Going line by line through the records below, count those with the word "jurisdiction" and give only the count.

----

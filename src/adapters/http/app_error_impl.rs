use crate::app_error::{AppError, ErrorCode};
use axum::Json;
use axum::{
    http::StatusCode,
    response::{IntoResponse, Response},
};

impl IntoResponse for AppError {
    fn into_response(self) -> Response {
        let code = self.code();
        match self {
            AppError::DuplicateEvent => {
                tracing::debug!("Duplicate event acknowledged");
                error_resp(StatusCode::ACCEPTED, code, None)
            }
            AppError::PaymentFailure { invoice_id, status } => {
                tracing::warn!(invoice_id = %invoice_id, status = %status, "Payment failed");
                let body = serde_json::json!({
                    "code": code.as_str(),
                    "invoice_id": invoice_id,
                    "status": status,
                });
                (StatusCode::PAYMENT_REQUIRED, Json(body)).into_response()
            }
            other => {
                // Log the error before it gets converted into a status response.
                tracing::error!(error = ?other, "Request failed");
                match other {
                    AppError::InvalidInput(msg)
                    | AppError::ValidationError(msg)
                    | AppError::SignatureInvalid(msg) => {
                        error_resp(StatusCode::BAD_REQUEST, code, Some(msg))
                    }
                    AppError::UnknownResource(kind) => error_resp(
                        StatusCode::BAD_REQUEST,
                        code,
                        Some(format!("unsupported resource kind {}", kind)),
                    ),
                    AppError::NotFound => error_resp(StatusCode::NOT_FOUND, code, None),
                    AppError::Provider { message, .. } => {
                        error_resp(StatusCode::BAD_GATEWAY, code, Some(message))
                    }
                    AppError::Transport(_) => error_resp(StatusCode::BAD_GATEWAY, code, None),
                    _ => error_resp(StatusCode::INTERNAL_SERVER_ERROR, code, None),
                }
            }
        }
    }
}

fn error_resp(status: StatusCode, code: ErrorCode, message: Option<String>) -> Response {
    let body = match message {
        Some(msg) => serde_json::json!({ "code": code.as_str(), "message": msg }),
        None => serde_json::json!({ "code": code.as_str() }),
    };
    (status, Json(body)).into_response()
}
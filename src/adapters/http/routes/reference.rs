use axum::{
    Json, Router,
    extract::{Path, State},
    routing::get,
};

use crate::{
    adapters::http::app_state::AppState,
    app_error::AppResult,
    domain::entities::{price::Price, tax_rate::TaxRate},
};

pub fn router() -> Router<AppState> {
    Router::new()
        .route("/tax-rates/{jurisdiction}", get(tax_rate))
        .route("/prices", get(prices))
}

/// GET /api/reference/tax-rates/{jurisdiction}
async fn tax_rate(
    State(app_state): State<AppState>,
    Path(jurisdiction): Path<String>,
) -> AppResult<Json<TaxRate>> {
    Ok(Json(app_state.reference.tax_rate(&jurisdiction)?))
}

/// GET /api/reference/prices
async fn prices(State(app_state): State<AppState>) -> Json<Vec<Price>> {
    Json(app_state.reference.prices().all())
}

----

Answer area | 4